The task: Scan the records for the string "Deserialize"; copy each line where it occurs.

Records for the exercise:
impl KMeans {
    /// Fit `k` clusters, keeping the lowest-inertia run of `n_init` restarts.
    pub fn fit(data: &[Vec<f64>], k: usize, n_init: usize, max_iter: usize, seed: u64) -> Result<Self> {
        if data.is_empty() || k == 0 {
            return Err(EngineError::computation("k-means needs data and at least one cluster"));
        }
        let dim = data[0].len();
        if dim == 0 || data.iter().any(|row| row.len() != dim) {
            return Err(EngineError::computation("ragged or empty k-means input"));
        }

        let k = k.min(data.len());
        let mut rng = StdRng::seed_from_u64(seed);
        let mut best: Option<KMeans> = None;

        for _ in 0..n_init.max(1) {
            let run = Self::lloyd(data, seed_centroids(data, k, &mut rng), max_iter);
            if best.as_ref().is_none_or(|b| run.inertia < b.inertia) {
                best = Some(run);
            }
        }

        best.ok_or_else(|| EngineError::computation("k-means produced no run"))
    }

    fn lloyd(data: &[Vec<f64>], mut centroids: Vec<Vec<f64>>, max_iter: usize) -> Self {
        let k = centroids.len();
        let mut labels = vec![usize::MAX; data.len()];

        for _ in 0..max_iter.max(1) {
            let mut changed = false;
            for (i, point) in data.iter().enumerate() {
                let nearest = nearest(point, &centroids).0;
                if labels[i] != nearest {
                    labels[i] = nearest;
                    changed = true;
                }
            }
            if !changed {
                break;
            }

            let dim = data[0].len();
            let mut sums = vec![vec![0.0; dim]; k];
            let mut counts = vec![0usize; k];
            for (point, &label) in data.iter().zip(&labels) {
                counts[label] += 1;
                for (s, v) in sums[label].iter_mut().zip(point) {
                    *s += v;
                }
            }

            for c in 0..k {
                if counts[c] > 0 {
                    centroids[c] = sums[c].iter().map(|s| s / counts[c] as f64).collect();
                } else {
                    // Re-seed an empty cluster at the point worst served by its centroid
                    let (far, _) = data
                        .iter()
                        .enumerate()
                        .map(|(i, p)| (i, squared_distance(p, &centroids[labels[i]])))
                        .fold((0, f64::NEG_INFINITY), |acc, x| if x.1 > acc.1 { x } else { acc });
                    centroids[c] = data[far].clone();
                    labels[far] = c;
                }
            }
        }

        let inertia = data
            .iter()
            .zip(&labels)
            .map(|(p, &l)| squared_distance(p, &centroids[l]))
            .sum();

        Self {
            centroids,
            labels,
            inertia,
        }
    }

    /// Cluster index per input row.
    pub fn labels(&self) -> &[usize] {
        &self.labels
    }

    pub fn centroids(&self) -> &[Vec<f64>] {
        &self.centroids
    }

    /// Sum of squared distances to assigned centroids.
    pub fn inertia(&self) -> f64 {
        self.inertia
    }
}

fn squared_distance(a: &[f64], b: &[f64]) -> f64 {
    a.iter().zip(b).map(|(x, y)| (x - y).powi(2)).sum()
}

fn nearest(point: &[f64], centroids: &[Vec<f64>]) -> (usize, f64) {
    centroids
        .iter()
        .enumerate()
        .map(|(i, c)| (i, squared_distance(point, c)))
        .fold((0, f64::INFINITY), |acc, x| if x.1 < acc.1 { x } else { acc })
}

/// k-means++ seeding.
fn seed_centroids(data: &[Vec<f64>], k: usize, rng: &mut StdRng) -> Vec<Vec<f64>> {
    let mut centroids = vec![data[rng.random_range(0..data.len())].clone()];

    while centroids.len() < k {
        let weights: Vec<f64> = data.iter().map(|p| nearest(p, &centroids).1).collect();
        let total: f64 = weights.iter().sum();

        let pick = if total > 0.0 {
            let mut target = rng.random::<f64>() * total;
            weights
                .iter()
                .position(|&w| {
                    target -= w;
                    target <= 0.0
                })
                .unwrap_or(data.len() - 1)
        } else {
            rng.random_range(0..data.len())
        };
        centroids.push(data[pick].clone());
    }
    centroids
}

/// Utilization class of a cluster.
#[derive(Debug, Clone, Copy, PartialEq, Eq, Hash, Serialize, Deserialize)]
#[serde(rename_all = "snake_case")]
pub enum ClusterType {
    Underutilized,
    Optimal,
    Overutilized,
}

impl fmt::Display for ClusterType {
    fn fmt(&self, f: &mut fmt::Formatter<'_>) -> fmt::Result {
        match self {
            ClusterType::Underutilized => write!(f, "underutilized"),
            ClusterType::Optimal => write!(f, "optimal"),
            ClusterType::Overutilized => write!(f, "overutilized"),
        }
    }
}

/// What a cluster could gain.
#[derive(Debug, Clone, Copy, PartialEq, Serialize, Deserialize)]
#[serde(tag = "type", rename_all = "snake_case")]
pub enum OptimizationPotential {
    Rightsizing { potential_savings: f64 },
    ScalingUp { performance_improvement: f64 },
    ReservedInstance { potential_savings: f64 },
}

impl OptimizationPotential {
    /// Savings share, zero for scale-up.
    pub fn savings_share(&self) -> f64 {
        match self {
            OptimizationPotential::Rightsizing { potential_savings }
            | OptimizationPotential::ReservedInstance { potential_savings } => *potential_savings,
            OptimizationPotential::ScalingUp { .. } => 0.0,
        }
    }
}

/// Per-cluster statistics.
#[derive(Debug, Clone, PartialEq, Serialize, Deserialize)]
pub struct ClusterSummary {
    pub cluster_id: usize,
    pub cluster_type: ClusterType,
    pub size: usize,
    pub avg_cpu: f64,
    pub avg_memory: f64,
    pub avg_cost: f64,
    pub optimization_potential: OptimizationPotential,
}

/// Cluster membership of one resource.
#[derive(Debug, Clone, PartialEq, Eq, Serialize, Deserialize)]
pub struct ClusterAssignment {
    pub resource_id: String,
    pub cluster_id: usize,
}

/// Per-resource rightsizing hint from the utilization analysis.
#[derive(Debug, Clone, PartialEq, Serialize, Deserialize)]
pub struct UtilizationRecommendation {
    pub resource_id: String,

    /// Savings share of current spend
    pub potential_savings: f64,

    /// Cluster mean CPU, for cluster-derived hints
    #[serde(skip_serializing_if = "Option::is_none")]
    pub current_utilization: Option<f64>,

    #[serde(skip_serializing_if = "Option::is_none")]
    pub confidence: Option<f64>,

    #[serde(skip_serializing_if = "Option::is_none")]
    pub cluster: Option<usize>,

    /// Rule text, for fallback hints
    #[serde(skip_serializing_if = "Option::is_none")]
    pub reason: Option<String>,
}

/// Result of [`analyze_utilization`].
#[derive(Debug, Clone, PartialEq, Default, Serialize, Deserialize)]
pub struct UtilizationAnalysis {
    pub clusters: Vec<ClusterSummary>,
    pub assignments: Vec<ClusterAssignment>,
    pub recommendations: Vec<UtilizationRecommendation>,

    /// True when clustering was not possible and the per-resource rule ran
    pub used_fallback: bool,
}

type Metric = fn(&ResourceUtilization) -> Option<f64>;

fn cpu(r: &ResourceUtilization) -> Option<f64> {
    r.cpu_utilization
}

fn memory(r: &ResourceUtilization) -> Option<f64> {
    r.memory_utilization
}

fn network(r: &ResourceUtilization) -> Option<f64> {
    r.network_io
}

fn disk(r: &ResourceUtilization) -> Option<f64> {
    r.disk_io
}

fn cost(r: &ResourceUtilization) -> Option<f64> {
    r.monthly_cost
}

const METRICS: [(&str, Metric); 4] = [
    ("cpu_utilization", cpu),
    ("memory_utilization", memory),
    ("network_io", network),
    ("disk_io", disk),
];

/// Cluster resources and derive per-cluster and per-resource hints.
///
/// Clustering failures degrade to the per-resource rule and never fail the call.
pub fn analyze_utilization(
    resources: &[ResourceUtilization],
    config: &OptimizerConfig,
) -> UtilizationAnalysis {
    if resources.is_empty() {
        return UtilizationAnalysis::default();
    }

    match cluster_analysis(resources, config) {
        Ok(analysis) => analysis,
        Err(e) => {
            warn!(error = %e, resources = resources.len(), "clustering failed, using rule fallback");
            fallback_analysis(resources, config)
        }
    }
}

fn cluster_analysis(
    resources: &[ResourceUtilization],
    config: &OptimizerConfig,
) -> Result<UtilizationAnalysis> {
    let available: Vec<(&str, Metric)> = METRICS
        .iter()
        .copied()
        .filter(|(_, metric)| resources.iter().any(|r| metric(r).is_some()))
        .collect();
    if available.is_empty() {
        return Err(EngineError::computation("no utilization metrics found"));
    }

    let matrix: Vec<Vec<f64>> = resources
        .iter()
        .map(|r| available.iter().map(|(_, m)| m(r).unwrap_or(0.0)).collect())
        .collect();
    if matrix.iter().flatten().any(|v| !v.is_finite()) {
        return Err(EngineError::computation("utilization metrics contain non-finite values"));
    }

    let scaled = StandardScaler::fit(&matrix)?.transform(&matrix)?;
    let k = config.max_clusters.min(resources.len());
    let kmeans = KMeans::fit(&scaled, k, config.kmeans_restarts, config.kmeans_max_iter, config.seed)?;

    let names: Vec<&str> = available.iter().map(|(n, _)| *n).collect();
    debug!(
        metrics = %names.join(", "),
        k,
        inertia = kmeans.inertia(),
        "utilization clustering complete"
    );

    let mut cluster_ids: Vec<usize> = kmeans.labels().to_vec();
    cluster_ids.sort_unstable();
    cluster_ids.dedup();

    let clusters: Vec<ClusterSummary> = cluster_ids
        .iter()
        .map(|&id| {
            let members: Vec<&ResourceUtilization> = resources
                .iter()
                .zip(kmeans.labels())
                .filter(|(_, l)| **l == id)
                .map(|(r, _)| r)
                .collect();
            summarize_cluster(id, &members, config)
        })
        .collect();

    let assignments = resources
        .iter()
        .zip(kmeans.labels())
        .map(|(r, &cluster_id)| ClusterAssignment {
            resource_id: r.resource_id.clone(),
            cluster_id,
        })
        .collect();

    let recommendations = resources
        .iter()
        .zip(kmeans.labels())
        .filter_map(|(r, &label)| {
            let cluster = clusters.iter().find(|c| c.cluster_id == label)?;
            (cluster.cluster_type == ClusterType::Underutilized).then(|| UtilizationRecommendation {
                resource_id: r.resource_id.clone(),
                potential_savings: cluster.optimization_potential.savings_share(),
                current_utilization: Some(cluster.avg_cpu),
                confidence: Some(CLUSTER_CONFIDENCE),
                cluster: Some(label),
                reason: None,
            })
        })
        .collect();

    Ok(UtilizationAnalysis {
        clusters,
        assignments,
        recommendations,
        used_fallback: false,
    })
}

Exercise answer:
#[derive(Debug, Clone, Copy, PartialEq, Eq, Hash, Serialize, Deserialize)]
#[derive(Debug, Clone, Copy, PartialEq, Serialize, Deserialize)]
#[derive(Debug, Clone, PartialEq, Serialize, Deserialize)]
#[derive(Debug, Clone, PartialEq, Eq, Serialize, Deserialize)]
#[derive(Debug, Clone, PartialEq, Serialize, Deserialize)]
#[derive(Debug, Clone, PartialEq, Default, Serialize, Deserialize)]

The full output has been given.